[Data for this task]

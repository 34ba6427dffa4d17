//! tabxfer - Move one table between SQLite files
//!
//! This crate replaces a named table in an application database with the
//! same table from an external SQLite file (import), or writes that table
//! into a fresh SQLite file (export). Both directions run inside a single
//! transaction and leave the destination either fully replaced or untouched.
//!
//! # Architecture
//!
//! - [`staging`] - Staging files between external locations and the engine
//! - [`storage`] - Attach-merge engine and table introspection
//! - [`transfer`] - Coordinator sequencing stage → merge → cleanup
//! - [`cli`] - Command-line interface using clap
//! - [`config`] - Path resolution and transfer configuration
//! - [`validate`] - Table name validation and identifier quoting
//! - [`error`] - Error types and handling

#![forbid(unsafe_code)]
#![warn(clippy::pedantic)]
#![allow(clippy::module_name_repetitions)]

pub mod cli;
pub mod config;
pub mod error;
pub mod staging;
pub mod storage;
pub mod transfer;
pub mod validate;

pub use error::{Error, Result};
pub use transfer::{Coordinator, Outcome, TransferFailure, TransferReport};
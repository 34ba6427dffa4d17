//! Staging file management.
//!
//! Every transfer moves bytes through a private local file:
//!
//! - **Import**: the external database is copied into a staging file, and the
//!   merge reads from that copy instead of the caller's handle.
//! - **Export**: the snapshot is built in a scratch file, then streamed out to
//!   the caller's destination.
//!
//! # Lifecycle
//!
//! A [`StagingFile`] is created by a [`StagingArea`] and must be handed to
//! [`StagingFile::release`] exactly once. Release also removes the SQLite
//! sidecars (`-journal`, `-wal`, `-shm`) a connection may have left next to
//! it, and tolerates files that are already gone. A staging file dropped
//! without release is removed best-effort in `Drop`.
//!
//! Names embed the direction, table, a UTC timestamp and a random suffix,
//! so concurrent operations never share a path.

pub mod location;

use std::fs::{self, File};
use std::io::{self, BufReader, BufWriter, Read, Write};
use std::path::{Path, PathBuf};

use chrono::Utc;
use sha2::{Digest, Sha256};
use tracing::{debug, warn};

use crate::error::{CleanupWarning, Error, Result};
use crate::validate::TableName;

pub use location::{ExternalDestination, ExternalSource, FileLocation, StdioLocation};

/// SQLite files that can appear beside a database file.
const SIDECAR_SUFFIXES: &[&str] = &["-journal", "-wal", "-shm"];

/// Directory owning all staging files for a process.
#[derive(Debug, Clone)]
pub struct StagingArea {
    dir: PathBuf,
}

impl StagingArea {
    /// Use `dir` as the staging directory, creating it owner-only if needed.
    ///
    /// An existing directory must belong to the current user and must not be
    /// writable by anyone else.
    ///
    /// # Errors
    ///
    /// Returns [`Error::Staging`] if the directory cannot be created or fails
    /// the ownership and permission checks.
    pub fn new(dir: impl Into<PathBuf>) -> Result<Self> {
        let dir = dir.into();
        create_private_dir(&dir).map_err(|e| Error::Staging {
            context: format!("create staging directory {}", dir.display()),
            source: e,
        })?;
        check_private_dir(&dir).map_err(|e| Error::Staging {
            context: format!("staging directory {} is not private", dir.display()),
            source: e,
        })?;
        Ok(Self { dir })
    }

    #[must_use]
    pub fn dir(&self) -> &Path {
        &self.dir
    }

    /// Copy an external source into a fresh staging file.
    ///
    /// The file is flushed and synced before it is returned. On any failure
    /// the partial copy is released before the error is returned.
    ///
    /// # Errors
    ///
    /// Returns [`Error::Staging`] if the source cannot be opened or the copy
    /// is interrupted.
    pub fn stage_in(&self, source: &dyn ExternalSource, table: &TableName) -> Result<StagingFile> {
        let (file, staged) = self.reserve("import", table)?;

        match copy_into(source, file) {
            Ok(bytes) => {
                debug!(path = %staged.path.display(), bytes, "Staged external source");
                Ok(staged)
            }
            Err(e) => {
                staged.release_logged();
                Err(Error::Staging {
                    context: format!("copy from {}", source.describe()),
                    source: e,
                })
            }
        }
    }

    /// Stream a staged file out to an external destination.
    ///
    /// # Errors
    ///
    /// Returns [`Error::Staging`] if the staged file cannot be read or the
    /// destination cannot be written.
    pub fn stage_out(&self, staged: &StagingFile, destination: &dyn ExternalDestination) -> Result<u64> {
        let wrap = |e: io::Error| Error::Staging {
            context: format!("copy to {}", destination.describe()),
            source: e,
        };

        let mut reader = BufReader::new(File::open(&staged.path).map_err(wrap)?);
        let bytes = destination.write_from(&mut reader).map_err(wrap)?;
        debug!(destination = %destination.describe(), bytes, "Delivered staged file");
        Ok(bytes)
    }

    /// Reserve an empty scratch file for an export snapshot.
    ///
    /// # Errors
    ///
    /// Returns [`Error::Staging`] if the file cannot be created.
    pub fn create_scratch(&self, table: &TableName) -> Result<StagingFile> {
        let (_file, staged) = self.reserve("export", table)?;
        Ok(staged)
    }

    fn reserve(&self, kind: &str, table: &TableName) -> Result<(File, StagingFile)> {
        let prefix = format!(
            "{kind}-{}-{}-",
            table.file_label(),
            Utc::now().format("%Y%m%dT%H%M%S%3f")
        );

        let temp = tempfile::Builder::new()
            .prefix(&prefix)
            .suffix(".db")
            .tempfile_in(&self.dir)
            .map_err(|e| Error::Staging {
                context: format!("create staging file in {}", self.dir.display()),
                source: e,
            })?;

        let (file, path) = temp.keep().map_err(|e| Error::Staging {
            context: "take ownership of staging file".to_string(),
            source: e.error,
        })?;

        Ok((file, StagingFile::new(path)))
    }
}

#[cfg(unix)]
fn create_private_dir(dir: &Path) -> io::Result<()> {
    use std::os::unix::fs::DirBuilderExt;
    fs::DirBuilder::new().recursive(true).mode(0o700).create(dir)
}

#[cfg(not(unix))]
fn create_private_dir(dir: &Path) -> io::Result<()> {
    fs::create_dir_all(dir)
}

#[cfg(unix)]
fn check_private_dir(dir: &Path) -> io::Result<()> {
    use std::os::unix::fs::MetadataExt;

    let meta = fs::metadata(dir)?;
    if !meta.is_dir() {
        return Err(io::Error::new(io::ErrorKind::InvalidInput, "not a directory"));
    }

    let mode = meta.mode() & 0o777;
    if mode & 0o022 != 0 {
        return Err(io::Error::new(
            io::ErrorKind::PermissionDenied,
            format!("writable by other users (mode {mode:o})"),
        ));
    }

    // Files created here are owned by the effective user
    let owner_probe = tempfile::tempfile_in(dir)?;
    if owner_probe.metadata()?.uid() != meta.uid() {
        return Err(io::Error::new(
            io::ErrorKind::PermissionDenied,
            "owned by another user",
        ));
    }
    Ok(())
}

#[cfg(not(unix))]
fn check_private_dir(dir: &Path) -> io::Result<()> {
    if fs::metadata(dir)?.is_dir() {
        Ok(())
    } else {
        Err(io::Error::new(io::ErrorKind::InvalidInput, "not a directory"))
    }
}

fn copy_into(source: &dyn ExternalSource, file: File) -> io::Result<u64> {
    let mut reader = source.open_reader()?;
    let mut writer = BufWriter::new(file);
    let bytes = io::copy(&mut reader, &mut writer)?;
    writer.flush()?;
    writer.get_ref().sync_all()?;
    Ok(bytes)
}

/// A private local file holding database bytes for one transfer.
#[derive(Debug)]
pub struct StagingFile {
    path: PathBuf,
    released: bool,
}

impl StagingFile {
    fn new(path: PathBuf) -> Self {
        Self {
            path,
            released: false,
        }
    }

    #[must_use]
    pub fn path(&self) -> &Path {
        &self.path
    }

    /// Delete the staging file and its SQLite sidecars.
    ///
    /// Files that are already gone count as released.
    ///
    /// # Errors
    ///
    /// Returns a [`CleanupWarning`] for the first file that could not be
    /// removed. Callers log it; it never changes a transfer's outcome.
    pub fn release(mut self) -> std::result::Result<(), CleanupWarning> {
        self.released = true;
        remove_with_sidecars(&self.path)
    }

    /// Release, logging instead of returning a cleanup failure.
    pub fn release_logged(self) {
        if let Err(warning) = self.release() {
            warn!(path = %warning.path.display(), error = %warning.source, "Staging cleanup failed");
        }
    }
}

impl Drop for StagingFile {
    fn drop(&mut self) {
        if self.released {
            return;
        }
        if let Err(warning) = remove_with_sidecars(&self.path) {
            warn!(path = %warning.path.display(), error = %warning.source, "Staging cleanup on drop failed");
        }
    }
}

fn remove_with_sidecars(path: &Path) -> std::result::Result<(), CleanupWarning> {
    let mut first_failure = None;

    let sidecars = SIDECAR_SUFFIXES.iter().map(|suffix| {
        let mut name = path.as_os_str().to_os_string();
        name.push(suffix);
        PathBuf::from(name)
    });

    for candidate in std::iter::once(path.to_path_buf()).chain(sidecars) {
        match fs::remove_file(&candidate) {
            Ok(()) => debug!(path = %candidate.display(), "Removed staging file"),
            Err(e) if e.kind() == io::ErrorKind::NotFound => {}
            Err(e) => {
                if first_failure.is_none() {
                    first_failure = Some(CleanupWarning {
                        path: candidate,
                        source: e,
                    });
                }
            }
        }
    }

    first_failure.map_or(Ok(()), Err)
}

/// Size and SHA256 of a file, computed in one streaming pass.
///
/// # Errors
///
/// Returns [`Error::Staging`] if the file cannot be read.
pub fn file_digest(path: &Path) -> Result<(u64, String)> {
    digest_file(path).map_err(|e| Error::Staging {
        context: format!("digest {}", path.display()),
        source: e,
    })
}

fn digest_file(path: &Path) -> io::Result<(u64, String)> {
    let mut reader = BufReader::new(File::open(path)?);
    let mut hasher = Sha256::new();
    let mut buf = [0u8; 64 * 1024];
    let mut total = 0u64;

    loop {
        let n = reader.read(&mut buf)?;
        if n == 0 {
            break;
        }
        hasher.update(&buf[..n]);
        total += n as u64;
    }

    Ok((total, format!("{:x}", hasher.finalize())))
}
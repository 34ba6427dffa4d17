//! Import command implementation.

use std::path::PathBuf;

use crate::cli::STDIO_MARKER;
use crate::error::Result;
use crate::staging::{FileLocation, StdioLocation};
use crate::storage::SchemaPolicy;
use crate::validate::TableName;

/// Execute the import command.
///
/// # Errors
///
/// Returns an error if the table name is invalid or the transfer fails.
pub fn execute(
    source: &str,
    table: &str,
    intersect: bool,
    db_path: Option<&PathBuf>,
    staging_dir: Option<&PathBuf>,
    json: bool,
) -> Result<()> {
    let table = TableName::parse(table)?;
    let policy = if intersect {
        SchemaPolicy::Intersect
    } else {
        SchemaPolicy::Strict
    };

    let coordinator = super::coordinator(db_path, staging_dir, policy)?;
    let rt = super::runtime()?;

    let outcome = if source == STDIO_MARKER {
        rt.block_on(coordinator.import(StdioLocation, table))
    } else {
        rt.block_on(coordinator.import(FileLocation::new(source), table))
    };

    let report = outcome.into_result()?;
    super::print_report(&report, json, false)
}
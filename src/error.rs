//! Error types for tabxfer.
//!
//! Provides structured error handling with:
//! - Machine-readable error codes (`ErrorCode`)
//! - Category-based exit codes (2=database, 3=not_found, 4=validation, etc.)
//! - Retryability flags for scripted callers
//! - Context-aware recovery hints
//! - Structured JSON output for piped / non-TTY consumers
//!
//! [`CleanupWarning`] is separate from [`Error`]: a staging file that could
//! not be deleted is reported, never propagated.

use std::path::PathBuf;
use thiserror::Error;

use crate::transfer::TransferFailure;

/// Result type alias for tabxfer operations.
pub type Result<T> = std::result::Result<T, Error>;

// ── Error Code ────────────────────────────────────────────────

/// Machine-readable error codes grouped by category.
///
/// Each code maps to a SCREAMING_SNAKE string and a category-based
/// exit code. Scripts match on the string or on the exit code.
#[derive(Debug, Clone, Copy, PartialEq, Eq)]
pub enum ErrorCode {
    // Database (exit 2)
    OpenFailure,
    AttachFailure,
    DatabaseError,

    // Not Found (exit 3)
    NotInitialized,
    TableNotFound,

    // Validation (exit 4)
    InvalidIdentifier,
    InvalidArgument,
    SchemaMismatch,

    // Transfer (exit 6)
    StagingError,
    TransactionFailure,

    // Config (exit 7)
    ConfigError,

    // I/O (exit 8)
    IoError,
    JsonError,

    // Internal (exit 1)
    InternalError,
}

impl ErrorCode {
    /// Machine-readable SCREAMING_SNAKE code string.
    #[must_use]
    pub const fn as_str(&self) -> &'static str {
        match self {
            Self::OpenFailure => "OPEN_FAILURE",
            Self::AttachFailure => "ATTACH_FAILURE",
            Self::DatabaseError => "DATABASE_ERROR",
            Self::NotInitialized => "NOT_INITIALIZED",
            Self::TableNotFound => "TABLE_NOT_FOUND",
            Self::InvalidIdentifier => "INVALID_IDENTIFIER",
            Self::InvalidArgument => "INVALID_ARGUMENT",
            Self::SchemaMismatch => "SCHEMA_MISMATCH",
            Self::StagingError => "STAGING_ERROR",
            Self::TransactionFailure => "TRANSACTION_FAILURE",
            Self::ConfigError => "CONFIG_ERROR",
            Self::IoError => "IO_ERROR",
            Self::JsonError => "JSON_ERROR",
            Self::InternalError => "INTERNAL_ERROR",
        }
    }

    /// Category-based exit code (1-8).
    #[must_use]
    pub const fn exit_code(&self) -> u8 {
        match self {
            Self::InternalError => 1,
            Self::OpenFailure | Self::AttachFailure | Self::DatabaseError => 2,
            Self::NotInitialized | Self::TableNotFound => 3,
            Self::InvalidIdentifier | Self::InvalidArgument | Self::SchemaMismatch => 4,
            Self::StagingError | Self::TransactionFailure => 6,
            Self::ConfigError => 7,
            Self::IoError | Self::JsonError => 8,
        }
    }

    /// Whether a caller could reasonably retry the same request.
    ///
    /// True for transient failures (a busy database, an interrupted copy).
    /// False for anything that needs different input.
    #[must_use]
    pub const fn is_retryable(&self) -> bool {
        matches!(
            self,
            Self::StagingError | Self::TransactionFailure | Self::DatabaseError
        )
    }
}

impl serde::Serialize for ErrorCode {
    fn serialize<S: serde::Serializer>(&self, serializer: S) -> std::result::Result<S::Ok, S::Error> {
        serializer.serialize_str(self.as_str())
    }
}

// ── Error Enum ────────────────────────────────────────────────

/// Errors that can occur while transferring a table.
#[derive(Error, Debug)]
pub enum Error {
    #[error("Staging failed ({context}): {source}")]
    Staging {
        context: String,
        #[source]
        source: std::io::Error,
    },

    #[error("Cannot open database {}: {reason}", path.display())]
    OpenFailure { path: PathBuf, reason: String },

    #[error("Cannot attach database {}: {reason}", path.display())]
    AttachFailure { path: PathBuf, reason: String },

    #[error("No application database at {}", path.display())]
    NotInitialized { path: PathBuf },

    #[error("Table not found: {schema}.{table}")]
    TableNotFound { schema: String, table: String },

    #[error(
        "Schema mismatch for table {table}: missing [{}], extra [{}]",
        missing.join(", "),
        extra.join(", ")
    )]
    SchemaMismatch {
        table: String,
        /// Source columns the destination lacks.
        missing: Vec<String>,
        /// Destination columns the source lacks.
        extra: Vec<String>,
    },

    #[error("Transaction on table {table} rolled back: {source}")]
    TransactionFailure {
        table: String,
        #[source]
        source: rusqlite::Error,
    },

    #[error("Invalid table name {name:?}: {reason}")]
    InvalidIdentifier { name: String, reason: String },

    #[error("{0}")]
    Transfer(TransferFailure),

    #[error("Database error: {0}")]
    Database(#[from] rusqlite::Error),

    #[error("IO error: {0}")]
    Io(#[from] std::io::Error),

    #[error("JSON error: {0}")]
    Json(#[from] serde_json::Error),

    #[error("Invalid argument: {0}")]
    InvalidArgument(String),

    #[error("Configuration error: {0}")]
    Config(String),

    #[error("{0}")]
    Other(String),
}

impl Error {
    /// Map this error to its structured `ErrorCode`.
    #[must_use]
    pub const fn error_code(&self) -> ErrorCode {
        match self {
            Self::Staging { .. } => ErrorCode::StagingError,
            Self::OpenFailure { .. } => ErrorCode::OpenFailure,
            Self::AttachFailure { .. } => ErrorCode::AttachFailure,
            Self::NotInitialized { .. } => ErrorCode::NotInitialized,
            Self::TableNotFound { .. } => ErrorCode::TableNotFound,
            Self::SchemaMismatch { .. } => ErrorCode::SchemaMismatch,
            Self::TransactionFailure { .. } => ErrorCode::TransactionFailure,
            Self::InvalidIdentifier { .. } => ErrorCode::InvalidIdentifier,
            Self::Transfer(failure) => failure.code,
            Self::Database(_) => ErrorCode::DatabaseError,
            Self::Io(_) => ErrorCode::IoError,
            Self::Json(_) => ErrorCode::JsonError,
            Self::InvalidArgument(_) => ErrorCode::InvalidArgument,
            Self::Config(_) => ErrorCode::ConfigError,
            Self::Other(_) => ErrorCode::InternalError,
        }
    }

    /// Category-based exit code, delegating to the `ErrorCode`.
    #[must_use]
    pub const fn exit_code(&self) -> u8 {
        self.error_code().exit_code()
    }

    /// Context-aware recovery hint.
    ///
    /// Returns `None` if no actionable suggestion exists.
    #[must_use]
    pub fn hint(&self) -> Option<String> {
        match self {
            Self::OpenFailure { path, .. } => Some(format!(
                "Check that {} exists and is a SQLite database, or pass --db <PATH>.",
                path.display()
            )),

            Self::NotInitialized { .. } => Some(
                "Pass --db <PATH> or set TABXFER_DB to an existing SQLite file.".to_string(),
            ),

            Self::AttachFailure { .. } => Some(
                "The external file is not a readable SQLite database. \
                 Use `tabxfer inspect <FILE>` to check it."
                    .to_string(),
            ),

            Self::TableNotFound { table, .. } => Some(format!(
                "No table named '{table}'. Use `tabxfer inspect <FILE>` to list tables, \
                 or pass --table <NAME>."
            )),

            Self::SchemaMismatch { .. } => Some(
                "Columns differ between source and destination. \
                 Re-run with --intersect to copy only the shared columns."
                    .to_string(),
            ),

            Self::InvalidIdentifier { .. } => Some(
                "Table names must be non-empty, at most 128 bytes, free of control \
                 characters, and must not start with `sqlite_`."
                    .to_string(),
            ),

            Self::Transfer(failure) => failure.hint.clone(),

            Self::Staging { .. }
            | Self::TransactionFailure { .. }
            | Self::Database(_)
            | Self::Io(_)
            | Self::Json(_)
            | Self::InvalidArgument(_)
            | Self::Config(_)
            | Self::Other(_) => None,
        }
    }

    /// Structured JSON representation for machine consumption.
    ///
    /// Includes error code, message, retryability, exit code, and
    /// optional recovery hint.
    #[must_use]
    pub fn to_structured_json(&self) -> serde_json::Value {
        let code = self.error_code();
        let mut obj = serde_json::json!({
            "error": {
                "code": code.as_str(),
                "message": self.to_string(),
                "retryable": code.is_retryable(),
                "exit_code": code.exit_code(),
            }
        });

        if let Some(hint) = self.hint() {
            obj["error"]["hint"] = serde_json::Value::String(hint);
        }

        if let Self::Transfer(failure) = self {
            obj["error"]["stage"] = serde_json::Value::String(failure.stage.to_string());
        }

        obj
    }
}

/// A staging artifact that could not be removed.
///
/// Logged at `warn` and otherwise ignored: the transfer's own result
/// always wins over a failed cleanup.
#[derive(Error, Debug)]
#[error("Could not remove staging file {}: {source}", path.display())]
pub struct CleanupWarning {
    pub path: PathBuf,
    #[source]
    pub source: std::io::Error,
}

[/Data for this task]

Go through the data and show every line where "never" occurs.

Written response:
//! so concurrent operations never share a path.
    /// removed. Callers log it; it never changes a transfer's outcome.
//! not be deleted is reported, never propagated.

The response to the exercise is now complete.